Application Submittals FAQ

I’m proposing a housing development project. How do I apply for vesting rights under SB 330 (Housing Crisis Act of 2019), effective January 1, 2020?

An SB 330 Preliminary Application is required for housing development projects seeking vesting rights under SB 330. The Preliminary Application filing includes the application, a site plan, and associated fee. Please be advised that if you are filing online, the current online application requests more information than the Preliminary Application form. Vesting rights through the Preliminary Application are forfeited if the entitlement application(s) are not filed within 180 days of the Preliminary Application complete date, or the project is revised such that the number of residential units or square footage of construction increases or decreases by 20 percent or more, exclusive of any increase resulting from the receipt of a density bonus, incentive, concession, waiver, or similar provisions.

What is a Site Plan Review?

A Site Plan Review involves determining whether a project is in compliance with the Los Angeles County Code Title 22 Planning and Zoning and any applicable provisions within a Community Standards District (CSD) or special area relative to setbacks, parking, height, and related standards. It is an administrative procedure and does not require a public hearing. Note that an approval does not ensure that a lot is buildable. Please contact the Los Angeles County Department of Public Works, Building & Safety Division to determine which other departments you would need to obtain approvals from in order to obtain an eventual building permit. We encourage contacting Public Works, the Fire Department, and the Department of Public Health, if necessary, early on in your project.
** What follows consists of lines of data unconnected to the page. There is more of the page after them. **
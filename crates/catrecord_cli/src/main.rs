//! Command-line front end for the cat record catalog.
//!
//! # Responsibility
//! - Expose every `CatService` operation as a subcommand.
//! - Print records as JSON on stdout and map error kinds to exit codes.

use catrecord_core::{
    Cat, CatService, CatServiceError, CoreConfig, ErrorKind, SqliteCatRepository,
};
use clap::{Parser, Subcommand};
use log::error;
use serde_json::json;
use std::path::PathBuf;
use std::process::ExitCode;

#[derive(Debug, Parser)]
#[command(name = "catrecord", version = catrecord_core::core_version(), about = "Manage cat records")]
struct Cli {
    /// SQLite database file (overrides CATRECORD_DB_PATH; in-memory when unset).
    #[arg(long, global = true)]
    db: Option<PathBuf>,

    #[command(subcommand)]
    command: Command,
}

#[derive(Debug, Subcommand)]
enum Command {
    /// List every cat.
    List,
    /// Case-insensitive substring search by name.
    FindName { name: String },
    /// Exact search by age.
    FindAge {
        #[arg(allow_negative_numbers = true)]
        age: i32,
    },
    /// Create a cat.
    Add {
        name: String,
        #[arg(allow_negative_numbers = true)]
        age: i32,
    },
    /// Create a cat with its name uppercased.
    AddUpper {
        name: String,
        #[arg(allow_negative_numbers = true)]
        age: i32,
    },
    /// Delete every cat with exactly this name.
    Delete { name: String },
    /// Rename every cat named exactly OLD.
    Rename { old: String, new: String },
    /// Show one cat.
    Get {
        #[arg(allow_negative_numbers = true)]
        id: i64,
    },
    /// Re-save one cat unchanged.
    Refresh { id: i64 },
    /// Lowercase cats named exactly NAME uppercased.
    Lowercase { name: String },
    /// Write a one-page PDF summary of a cat.
    ExportPdf {
        id: i64,
        #[arg(short, long)]
        output: PathBuf,
    },
}

fn main() -> ExitCode {
    let cli = Cli::parse();

    let mut config = match CoreConfig::from_env() {
        Ok(config) => config,
        Err(err) => {
            eprintln!("{err}");
            return ExitCode::from(2);
        }
    };
    if cli.db.is_some() {
        config.db_path = cli.db.clone();
    }
    if let Err(err) = config.init_logging() {
        eprintln!("{err}");
        return ExitCode::from(2);
    }

    let conn = match config.open_db() {
        Ok(conn) => conn,
        Err(err) => {
            error!("event=cli_run module=cli status=error error_code=db_open_failed error={err}");
            eprintln!("{err}");
            return ExitCode::from(1);
        }
    };
    let service = CatService::new(SqliteCatRepository::new(&conn));

    match run(&service, cli.command) {
        Ok(output) => {
            println!("{output}");
            ExitCode::SUCCESS
        }
        Err(err) => {
            error!(
                "event=cli_run module=cli status=error status_code={} error={}",
                err.status_code(),
                err
            );
            eprintln!("{err}");
            ExitCode::from(exit_code(err.kind()))
        }
    }
}

fn run(
    service: &CatService<SqliteCatRepository<'_>>,
    command: Command,
) -> Result<serde_json::Value, CatServiceError> {
    let value = match command {
        Command::List => json!(service.list_all()?),
        Command::FindName { name } => json!(service.find_by_name(&name)?),
        Command::FindAge { age } => json!(service.find_by_age(age)?),
        Command::Add { name, age } => json!(service.create(Cat::new(name, age))?),
        Command::AddUpper { name, age } => json!(service.create_with_uppercased_name(&name, age)?),
        Command::Delete { name } => json!(service.delete_by_name(&name)?),
        Command::Rename { old, new } => json!(service.rename_all(&old, &new)?),
        Command::Get { id } => json!(service.get_by_id(id)?),
        Command::Refresh { id } => json!(service.refresh(id)?),
        Command::Lowercase { name } => {
            json!(service.lowercase_all_matching_uppercased_name(&name)?)
        }
        Command::ExportPdf { id, output } => {
            let bytes = service.export_pdf(id)?;
            std::fs::write(&output, &bytes).map_err(|err| {
                CatServiceError::Render(catrecord_core::RenderError::Io(err))
            })?;
            json!({
                "path": output.display().to_string(),
                "media_type": catrecord_core::PDF_MEDIA_TYPE,
                "bytes": bytes.len(),
            })
        }
    };
    Ok(value)
}

fn exit_code(kind: ErrorKind) -> u8 {
    match kind {
        ErrorKind::NotFound => 3,
        ErrorKind::InvalidArgument => 4,
        ErrorKind::Fatal => 1,
    }
}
How many sets of plans do I need to submit with my application?

Please consult the checklist for the appropriate application for this information. You may also choose to contact the public counter for assistance.

Do I need to submit blueprint drawings with my application?

Yes, plans are required for most applications. Please consult the checklist for the appropriate application for this information.

How much does it cost to file my application?

Please refer to the fee schedule for the cost of a particular application submittal. You may also choose to contact the public counter for assistance.

What payment methods does the Regional Planning Department accept?

We accept payment in cash or checks only. If writing a check, please write it payable to “Los Angeles County Department of Regional Planning”.

What applications do you accept through postal mail?

We only accept rebuild letter requests, One-Stop Counseling meeting requests, and Business License Referrals and other license referrals through postal mail. All other applications must be submitted in person. Some applications must be submitted in person with an appointment. Please refer to the checklist of the appropriate application. If an appointment is needed, please call (213) 974-6438.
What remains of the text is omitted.